§ **SUPPLIED MATERIAL**
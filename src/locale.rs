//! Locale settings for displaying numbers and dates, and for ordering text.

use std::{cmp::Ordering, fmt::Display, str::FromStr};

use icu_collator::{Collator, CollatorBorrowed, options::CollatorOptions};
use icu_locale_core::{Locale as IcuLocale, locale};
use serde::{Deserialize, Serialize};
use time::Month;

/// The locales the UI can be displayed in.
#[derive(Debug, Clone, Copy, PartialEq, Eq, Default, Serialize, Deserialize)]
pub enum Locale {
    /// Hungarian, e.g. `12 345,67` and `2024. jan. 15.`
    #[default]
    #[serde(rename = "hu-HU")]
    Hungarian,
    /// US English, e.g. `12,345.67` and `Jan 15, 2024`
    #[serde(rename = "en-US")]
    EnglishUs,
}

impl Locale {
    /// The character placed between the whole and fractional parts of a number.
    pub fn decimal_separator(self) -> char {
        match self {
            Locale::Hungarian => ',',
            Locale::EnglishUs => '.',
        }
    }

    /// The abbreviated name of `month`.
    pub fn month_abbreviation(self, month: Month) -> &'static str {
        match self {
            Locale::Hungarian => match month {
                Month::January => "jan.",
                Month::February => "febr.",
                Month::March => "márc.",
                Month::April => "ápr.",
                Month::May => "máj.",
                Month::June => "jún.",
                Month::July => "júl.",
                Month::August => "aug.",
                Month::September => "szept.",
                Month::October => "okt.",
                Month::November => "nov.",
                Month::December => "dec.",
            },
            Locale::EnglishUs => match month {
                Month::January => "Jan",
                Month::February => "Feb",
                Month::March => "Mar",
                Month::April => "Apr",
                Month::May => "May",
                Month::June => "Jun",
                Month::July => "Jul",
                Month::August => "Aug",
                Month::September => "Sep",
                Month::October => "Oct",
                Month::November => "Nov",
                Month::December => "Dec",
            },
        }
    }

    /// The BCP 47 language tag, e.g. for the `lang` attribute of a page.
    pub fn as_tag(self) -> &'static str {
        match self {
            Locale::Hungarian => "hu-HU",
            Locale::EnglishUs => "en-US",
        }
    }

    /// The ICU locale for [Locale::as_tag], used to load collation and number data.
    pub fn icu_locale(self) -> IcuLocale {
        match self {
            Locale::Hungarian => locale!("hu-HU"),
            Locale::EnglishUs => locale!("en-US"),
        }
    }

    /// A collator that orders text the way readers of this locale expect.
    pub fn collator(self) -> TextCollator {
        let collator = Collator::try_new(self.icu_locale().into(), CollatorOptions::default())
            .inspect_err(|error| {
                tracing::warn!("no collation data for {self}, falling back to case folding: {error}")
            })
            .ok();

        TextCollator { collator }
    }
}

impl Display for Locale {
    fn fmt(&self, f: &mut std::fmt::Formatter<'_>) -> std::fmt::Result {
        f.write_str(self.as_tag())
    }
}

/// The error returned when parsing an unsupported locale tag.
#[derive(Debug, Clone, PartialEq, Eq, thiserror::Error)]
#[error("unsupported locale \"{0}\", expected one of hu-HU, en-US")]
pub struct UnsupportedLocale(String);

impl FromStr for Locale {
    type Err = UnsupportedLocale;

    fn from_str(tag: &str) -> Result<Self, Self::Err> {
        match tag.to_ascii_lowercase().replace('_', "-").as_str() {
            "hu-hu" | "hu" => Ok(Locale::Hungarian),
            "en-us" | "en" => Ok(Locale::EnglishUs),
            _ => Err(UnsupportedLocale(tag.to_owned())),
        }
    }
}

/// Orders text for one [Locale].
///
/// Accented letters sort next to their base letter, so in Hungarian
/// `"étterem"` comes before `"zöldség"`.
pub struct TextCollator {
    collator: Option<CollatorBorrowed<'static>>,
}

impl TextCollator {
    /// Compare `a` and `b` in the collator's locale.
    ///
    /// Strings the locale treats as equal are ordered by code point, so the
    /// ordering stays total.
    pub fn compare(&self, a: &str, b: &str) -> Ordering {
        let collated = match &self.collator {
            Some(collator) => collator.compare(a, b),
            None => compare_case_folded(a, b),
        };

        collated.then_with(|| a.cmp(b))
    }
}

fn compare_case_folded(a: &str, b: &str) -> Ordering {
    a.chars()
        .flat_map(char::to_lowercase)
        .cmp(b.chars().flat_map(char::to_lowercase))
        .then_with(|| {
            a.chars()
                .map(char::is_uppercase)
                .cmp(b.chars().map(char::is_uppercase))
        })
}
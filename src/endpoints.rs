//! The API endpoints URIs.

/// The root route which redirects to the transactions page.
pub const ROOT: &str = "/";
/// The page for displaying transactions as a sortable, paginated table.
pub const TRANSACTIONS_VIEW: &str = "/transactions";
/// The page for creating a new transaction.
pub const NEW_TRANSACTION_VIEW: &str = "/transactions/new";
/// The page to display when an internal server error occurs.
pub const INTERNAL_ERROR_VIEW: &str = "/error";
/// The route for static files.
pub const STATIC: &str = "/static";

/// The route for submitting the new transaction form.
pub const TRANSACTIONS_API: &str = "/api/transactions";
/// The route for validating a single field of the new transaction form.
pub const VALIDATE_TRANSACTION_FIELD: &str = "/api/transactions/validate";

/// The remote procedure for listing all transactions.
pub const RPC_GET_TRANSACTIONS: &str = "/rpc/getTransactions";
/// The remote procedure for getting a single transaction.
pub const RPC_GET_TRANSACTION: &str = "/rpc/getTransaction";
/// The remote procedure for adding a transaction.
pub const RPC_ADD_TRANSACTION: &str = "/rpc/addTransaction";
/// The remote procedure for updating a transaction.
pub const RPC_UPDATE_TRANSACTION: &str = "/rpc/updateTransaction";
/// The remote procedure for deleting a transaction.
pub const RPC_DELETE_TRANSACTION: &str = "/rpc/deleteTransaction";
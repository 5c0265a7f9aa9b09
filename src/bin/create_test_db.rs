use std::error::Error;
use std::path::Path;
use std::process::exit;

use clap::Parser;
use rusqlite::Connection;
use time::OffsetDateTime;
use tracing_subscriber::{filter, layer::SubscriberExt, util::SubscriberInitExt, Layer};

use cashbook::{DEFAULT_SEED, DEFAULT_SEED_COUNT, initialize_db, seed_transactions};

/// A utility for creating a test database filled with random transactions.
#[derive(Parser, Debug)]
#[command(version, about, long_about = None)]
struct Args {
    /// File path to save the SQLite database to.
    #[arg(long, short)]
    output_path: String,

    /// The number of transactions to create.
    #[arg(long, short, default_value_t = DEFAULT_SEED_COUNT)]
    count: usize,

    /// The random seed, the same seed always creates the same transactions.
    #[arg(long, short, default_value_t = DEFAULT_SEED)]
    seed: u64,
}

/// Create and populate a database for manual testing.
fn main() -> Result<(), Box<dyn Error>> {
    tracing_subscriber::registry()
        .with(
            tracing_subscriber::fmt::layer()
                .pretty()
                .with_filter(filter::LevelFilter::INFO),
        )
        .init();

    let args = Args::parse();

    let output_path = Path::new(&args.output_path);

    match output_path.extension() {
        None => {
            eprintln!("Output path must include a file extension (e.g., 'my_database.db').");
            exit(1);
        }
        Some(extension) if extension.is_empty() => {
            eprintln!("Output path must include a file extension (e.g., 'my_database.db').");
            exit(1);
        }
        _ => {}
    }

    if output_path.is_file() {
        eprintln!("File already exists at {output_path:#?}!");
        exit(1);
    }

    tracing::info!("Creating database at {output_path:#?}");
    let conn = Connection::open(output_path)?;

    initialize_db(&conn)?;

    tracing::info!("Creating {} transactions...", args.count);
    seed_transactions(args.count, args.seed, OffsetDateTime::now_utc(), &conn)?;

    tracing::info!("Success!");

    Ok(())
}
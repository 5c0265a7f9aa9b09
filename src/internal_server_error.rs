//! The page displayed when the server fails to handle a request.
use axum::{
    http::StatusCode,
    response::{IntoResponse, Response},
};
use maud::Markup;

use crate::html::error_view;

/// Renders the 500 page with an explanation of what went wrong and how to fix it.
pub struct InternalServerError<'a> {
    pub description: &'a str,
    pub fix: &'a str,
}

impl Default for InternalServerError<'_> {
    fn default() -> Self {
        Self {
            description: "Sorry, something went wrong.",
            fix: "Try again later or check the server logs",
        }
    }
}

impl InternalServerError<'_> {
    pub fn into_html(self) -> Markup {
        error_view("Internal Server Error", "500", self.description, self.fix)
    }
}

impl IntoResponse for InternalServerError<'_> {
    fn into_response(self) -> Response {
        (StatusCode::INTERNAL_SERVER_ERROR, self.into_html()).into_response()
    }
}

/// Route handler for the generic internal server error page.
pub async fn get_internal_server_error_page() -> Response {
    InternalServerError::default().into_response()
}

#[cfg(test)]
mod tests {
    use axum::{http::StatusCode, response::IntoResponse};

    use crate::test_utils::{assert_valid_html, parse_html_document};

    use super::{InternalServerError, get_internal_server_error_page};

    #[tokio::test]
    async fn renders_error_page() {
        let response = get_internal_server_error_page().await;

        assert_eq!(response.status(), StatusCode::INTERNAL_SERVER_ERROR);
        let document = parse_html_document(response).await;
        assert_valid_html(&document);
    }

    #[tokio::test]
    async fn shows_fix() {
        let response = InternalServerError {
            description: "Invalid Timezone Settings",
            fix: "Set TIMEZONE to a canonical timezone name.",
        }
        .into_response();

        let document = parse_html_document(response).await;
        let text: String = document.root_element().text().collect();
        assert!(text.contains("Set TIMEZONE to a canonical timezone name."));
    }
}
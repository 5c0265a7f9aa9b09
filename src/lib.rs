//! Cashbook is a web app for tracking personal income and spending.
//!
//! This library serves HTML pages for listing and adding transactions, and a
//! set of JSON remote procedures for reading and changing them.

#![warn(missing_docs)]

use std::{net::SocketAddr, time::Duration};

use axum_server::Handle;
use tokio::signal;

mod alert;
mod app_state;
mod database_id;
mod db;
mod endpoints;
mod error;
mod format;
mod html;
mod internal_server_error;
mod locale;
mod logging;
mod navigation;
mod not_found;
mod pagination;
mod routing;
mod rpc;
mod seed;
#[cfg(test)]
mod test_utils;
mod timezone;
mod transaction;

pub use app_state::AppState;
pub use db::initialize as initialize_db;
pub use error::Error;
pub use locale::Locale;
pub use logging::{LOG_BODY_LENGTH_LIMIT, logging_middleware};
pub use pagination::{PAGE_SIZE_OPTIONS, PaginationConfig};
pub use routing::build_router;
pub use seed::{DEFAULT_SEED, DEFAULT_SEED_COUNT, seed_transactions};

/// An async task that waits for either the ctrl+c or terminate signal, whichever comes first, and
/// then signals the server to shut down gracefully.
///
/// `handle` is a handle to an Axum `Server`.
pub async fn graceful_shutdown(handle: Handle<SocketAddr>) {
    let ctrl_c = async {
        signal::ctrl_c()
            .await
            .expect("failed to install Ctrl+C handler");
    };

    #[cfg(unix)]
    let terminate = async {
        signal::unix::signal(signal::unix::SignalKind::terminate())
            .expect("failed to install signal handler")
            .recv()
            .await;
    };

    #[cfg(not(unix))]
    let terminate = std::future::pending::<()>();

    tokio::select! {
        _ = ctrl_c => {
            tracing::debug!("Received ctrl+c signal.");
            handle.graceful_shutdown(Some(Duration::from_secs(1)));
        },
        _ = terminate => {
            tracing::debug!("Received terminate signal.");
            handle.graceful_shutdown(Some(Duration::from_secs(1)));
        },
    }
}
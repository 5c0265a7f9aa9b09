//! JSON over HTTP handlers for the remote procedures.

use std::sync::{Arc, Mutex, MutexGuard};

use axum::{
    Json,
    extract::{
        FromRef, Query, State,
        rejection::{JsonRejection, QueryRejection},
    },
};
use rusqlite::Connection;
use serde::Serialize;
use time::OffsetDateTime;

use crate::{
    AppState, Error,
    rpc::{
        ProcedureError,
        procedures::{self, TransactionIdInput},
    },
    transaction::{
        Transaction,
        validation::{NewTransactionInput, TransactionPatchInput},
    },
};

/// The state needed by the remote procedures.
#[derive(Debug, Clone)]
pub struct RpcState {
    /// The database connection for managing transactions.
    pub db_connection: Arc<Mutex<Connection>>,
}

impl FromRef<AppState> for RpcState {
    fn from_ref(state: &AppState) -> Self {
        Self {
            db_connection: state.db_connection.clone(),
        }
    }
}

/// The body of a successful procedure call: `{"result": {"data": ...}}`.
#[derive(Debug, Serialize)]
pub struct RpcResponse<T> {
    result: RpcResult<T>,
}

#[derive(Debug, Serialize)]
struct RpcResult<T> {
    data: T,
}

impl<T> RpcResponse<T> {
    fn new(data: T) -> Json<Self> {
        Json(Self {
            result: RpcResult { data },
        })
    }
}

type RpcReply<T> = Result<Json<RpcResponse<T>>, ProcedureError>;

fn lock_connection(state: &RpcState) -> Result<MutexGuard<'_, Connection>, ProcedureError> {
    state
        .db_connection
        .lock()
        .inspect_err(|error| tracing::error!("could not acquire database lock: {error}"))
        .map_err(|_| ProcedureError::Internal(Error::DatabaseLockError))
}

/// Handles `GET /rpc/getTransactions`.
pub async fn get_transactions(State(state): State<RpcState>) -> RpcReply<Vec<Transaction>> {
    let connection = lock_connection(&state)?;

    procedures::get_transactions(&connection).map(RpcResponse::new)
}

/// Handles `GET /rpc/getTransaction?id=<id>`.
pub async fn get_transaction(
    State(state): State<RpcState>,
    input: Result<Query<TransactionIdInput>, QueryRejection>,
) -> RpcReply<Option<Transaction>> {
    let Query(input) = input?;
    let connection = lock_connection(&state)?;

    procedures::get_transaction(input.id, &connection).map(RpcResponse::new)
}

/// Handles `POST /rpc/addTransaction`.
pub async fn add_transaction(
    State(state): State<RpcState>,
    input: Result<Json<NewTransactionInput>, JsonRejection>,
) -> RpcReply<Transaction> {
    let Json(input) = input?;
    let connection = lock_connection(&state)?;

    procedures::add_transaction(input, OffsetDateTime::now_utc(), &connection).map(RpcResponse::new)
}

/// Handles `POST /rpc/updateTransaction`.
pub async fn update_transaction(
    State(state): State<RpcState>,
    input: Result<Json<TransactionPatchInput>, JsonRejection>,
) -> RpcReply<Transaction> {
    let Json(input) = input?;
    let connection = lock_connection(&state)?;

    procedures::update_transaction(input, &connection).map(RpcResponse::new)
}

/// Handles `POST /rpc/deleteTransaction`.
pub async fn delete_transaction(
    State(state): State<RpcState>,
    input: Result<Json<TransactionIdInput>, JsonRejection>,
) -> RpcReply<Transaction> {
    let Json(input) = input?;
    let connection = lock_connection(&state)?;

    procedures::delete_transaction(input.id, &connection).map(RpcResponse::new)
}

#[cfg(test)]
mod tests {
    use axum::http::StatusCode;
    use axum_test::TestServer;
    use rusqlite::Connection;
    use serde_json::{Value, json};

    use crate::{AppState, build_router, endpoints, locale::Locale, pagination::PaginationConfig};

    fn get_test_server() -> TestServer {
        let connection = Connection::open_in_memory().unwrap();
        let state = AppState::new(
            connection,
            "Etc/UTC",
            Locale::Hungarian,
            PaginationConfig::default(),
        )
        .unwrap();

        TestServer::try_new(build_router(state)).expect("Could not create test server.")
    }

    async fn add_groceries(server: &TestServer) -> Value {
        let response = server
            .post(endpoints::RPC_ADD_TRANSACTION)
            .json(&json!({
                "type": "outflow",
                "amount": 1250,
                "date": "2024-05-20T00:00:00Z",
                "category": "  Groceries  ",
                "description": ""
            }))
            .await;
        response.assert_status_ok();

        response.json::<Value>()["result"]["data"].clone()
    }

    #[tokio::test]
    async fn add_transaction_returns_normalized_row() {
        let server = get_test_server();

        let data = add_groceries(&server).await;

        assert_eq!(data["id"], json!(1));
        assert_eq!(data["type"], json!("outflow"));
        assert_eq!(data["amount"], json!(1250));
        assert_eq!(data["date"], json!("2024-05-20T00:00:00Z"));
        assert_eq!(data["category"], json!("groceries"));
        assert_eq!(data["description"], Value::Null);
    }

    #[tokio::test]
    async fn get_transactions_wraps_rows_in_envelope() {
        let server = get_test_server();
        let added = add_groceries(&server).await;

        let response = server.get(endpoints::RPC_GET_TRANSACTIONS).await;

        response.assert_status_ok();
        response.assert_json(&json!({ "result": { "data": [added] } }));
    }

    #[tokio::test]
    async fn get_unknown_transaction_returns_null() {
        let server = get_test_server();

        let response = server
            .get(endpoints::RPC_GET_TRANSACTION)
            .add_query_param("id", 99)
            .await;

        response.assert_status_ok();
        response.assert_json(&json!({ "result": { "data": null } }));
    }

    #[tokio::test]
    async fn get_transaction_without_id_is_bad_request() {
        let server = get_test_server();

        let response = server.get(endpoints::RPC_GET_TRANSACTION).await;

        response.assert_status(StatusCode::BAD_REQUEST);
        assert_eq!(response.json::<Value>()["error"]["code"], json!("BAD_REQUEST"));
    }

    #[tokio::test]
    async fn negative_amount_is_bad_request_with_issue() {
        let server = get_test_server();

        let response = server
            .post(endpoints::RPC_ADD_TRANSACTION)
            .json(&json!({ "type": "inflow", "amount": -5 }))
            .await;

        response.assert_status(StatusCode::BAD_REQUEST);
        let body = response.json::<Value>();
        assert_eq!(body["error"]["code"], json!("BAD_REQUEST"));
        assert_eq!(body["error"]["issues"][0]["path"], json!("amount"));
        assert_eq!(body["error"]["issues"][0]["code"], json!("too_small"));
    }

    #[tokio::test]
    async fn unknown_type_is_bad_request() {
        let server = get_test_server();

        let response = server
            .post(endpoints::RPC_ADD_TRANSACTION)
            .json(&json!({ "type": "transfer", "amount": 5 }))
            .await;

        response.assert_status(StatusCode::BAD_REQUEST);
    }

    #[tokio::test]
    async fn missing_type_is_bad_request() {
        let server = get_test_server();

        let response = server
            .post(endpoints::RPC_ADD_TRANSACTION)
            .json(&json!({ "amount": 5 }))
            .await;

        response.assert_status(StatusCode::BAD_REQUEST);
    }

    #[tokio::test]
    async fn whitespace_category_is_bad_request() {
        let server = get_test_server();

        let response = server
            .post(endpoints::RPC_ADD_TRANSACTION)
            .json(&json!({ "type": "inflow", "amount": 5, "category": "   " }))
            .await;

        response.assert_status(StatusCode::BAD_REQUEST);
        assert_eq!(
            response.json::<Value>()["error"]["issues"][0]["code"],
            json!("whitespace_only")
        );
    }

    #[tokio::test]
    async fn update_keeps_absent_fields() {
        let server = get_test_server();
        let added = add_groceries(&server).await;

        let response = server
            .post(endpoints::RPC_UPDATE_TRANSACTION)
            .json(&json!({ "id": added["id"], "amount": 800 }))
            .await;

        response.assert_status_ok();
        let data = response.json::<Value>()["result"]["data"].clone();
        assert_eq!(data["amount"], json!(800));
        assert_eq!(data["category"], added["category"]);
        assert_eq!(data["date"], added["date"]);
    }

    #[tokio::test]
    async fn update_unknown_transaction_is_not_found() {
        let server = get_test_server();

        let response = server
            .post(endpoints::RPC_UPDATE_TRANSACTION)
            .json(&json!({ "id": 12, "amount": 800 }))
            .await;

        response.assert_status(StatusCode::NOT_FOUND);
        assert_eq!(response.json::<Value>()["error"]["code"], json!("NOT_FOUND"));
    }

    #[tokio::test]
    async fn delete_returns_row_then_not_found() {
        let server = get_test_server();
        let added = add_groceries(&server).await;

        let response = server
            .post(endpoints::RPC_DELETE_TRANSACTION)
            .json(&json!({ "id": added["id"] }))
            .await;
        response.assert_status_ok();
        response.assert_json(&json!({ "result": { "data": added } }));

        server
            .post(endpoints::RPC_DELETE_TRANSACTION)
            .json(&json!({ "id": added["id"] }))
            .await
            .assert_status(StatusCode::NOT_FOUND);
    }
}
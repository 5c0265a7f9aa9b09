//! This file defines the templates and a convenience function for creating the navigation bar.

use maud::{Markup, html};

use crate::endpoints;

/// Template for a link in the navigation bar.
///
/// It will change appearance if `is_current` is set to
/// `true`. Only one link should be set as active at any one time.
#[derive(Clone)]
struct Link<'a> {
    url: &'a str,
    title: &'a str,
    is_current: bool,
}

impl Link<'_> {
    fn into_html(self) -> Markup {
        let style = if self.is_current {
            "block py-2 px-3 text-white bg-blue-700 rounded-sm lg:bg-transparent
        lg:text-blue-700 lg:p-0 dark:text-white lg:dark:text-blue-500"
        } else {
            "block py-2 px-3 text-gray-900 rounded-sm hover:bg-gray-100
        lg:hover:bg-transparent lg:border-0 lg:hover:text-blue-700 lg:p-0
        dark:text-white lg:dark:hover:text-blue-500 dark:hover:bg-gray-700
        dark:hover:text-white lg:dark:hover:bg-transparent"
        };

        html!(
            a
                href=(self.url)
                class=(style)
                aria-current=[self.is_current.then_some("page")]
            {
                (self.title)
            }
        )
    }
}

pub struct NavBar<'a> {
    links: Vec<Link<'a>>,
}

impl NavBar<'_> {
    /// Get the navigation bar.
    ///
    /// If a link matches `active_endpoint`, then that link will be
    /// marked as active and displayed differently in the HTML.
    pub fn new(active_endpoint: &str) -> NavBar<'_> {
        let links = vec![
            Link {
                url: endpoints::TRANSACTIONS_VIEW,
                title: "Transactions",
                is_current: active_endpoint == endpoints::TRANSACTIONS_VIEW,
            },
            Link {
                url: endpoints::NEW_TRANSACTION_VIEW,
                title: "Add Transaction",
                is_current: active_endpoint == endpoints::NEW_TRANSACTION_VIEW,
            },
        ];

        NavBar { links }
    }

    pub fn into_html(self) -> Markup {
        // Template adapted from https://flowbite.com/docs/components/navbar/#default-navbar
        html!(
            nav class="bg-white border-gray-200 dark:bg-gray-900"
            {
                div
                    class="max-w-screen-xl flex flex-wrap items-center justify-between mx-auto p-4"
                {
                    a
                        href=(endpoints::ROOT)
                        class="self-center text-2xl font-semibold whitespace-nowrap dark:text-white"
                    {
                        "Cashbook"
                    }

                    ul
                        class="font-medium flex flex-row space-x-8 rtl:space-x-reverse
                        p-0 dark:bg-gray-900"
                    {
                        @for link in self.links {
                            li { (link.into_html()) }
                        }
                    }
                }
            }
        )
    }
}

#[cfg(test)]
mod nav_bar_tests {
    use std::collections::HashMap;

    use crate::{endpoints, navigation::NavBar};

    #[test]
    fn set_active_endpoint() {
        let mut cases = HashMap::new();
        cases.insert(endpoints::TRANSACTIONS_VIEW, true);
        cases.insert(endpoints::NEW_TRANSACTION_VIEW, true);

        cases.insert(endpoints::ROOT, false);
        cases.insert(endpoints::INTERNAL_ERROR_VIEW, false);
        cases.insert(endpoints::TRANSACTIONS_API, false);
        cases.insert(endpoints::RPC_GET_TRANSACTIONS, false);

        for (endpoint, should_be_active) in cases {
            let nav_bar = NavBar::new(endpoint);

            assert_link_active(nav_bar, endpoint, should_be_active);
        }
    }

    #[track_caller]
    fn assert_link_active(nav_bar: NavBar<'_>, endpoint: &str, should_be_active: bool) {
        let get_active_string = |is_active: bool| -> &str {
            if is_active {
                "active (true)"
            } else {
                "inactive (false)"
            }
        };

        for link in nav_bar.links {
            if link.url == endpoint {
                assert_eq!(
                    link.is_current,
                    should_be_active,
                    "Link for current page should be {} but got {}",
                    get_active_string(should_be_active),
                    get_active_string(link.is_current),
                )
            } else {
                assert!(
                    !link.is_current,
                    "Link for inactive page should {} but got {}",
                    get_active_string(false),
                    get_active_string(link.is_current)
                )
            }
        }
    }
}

§ **ASSIGNMENT**
Copy all lines above where "layer" is present.

§ **REPLY TO THE TASK**
use tracing_subscriber::{filter, layer::SubscriberExt, util::SubscriberInitExt, Layer};
            tracing_subscriber::fmt::layer()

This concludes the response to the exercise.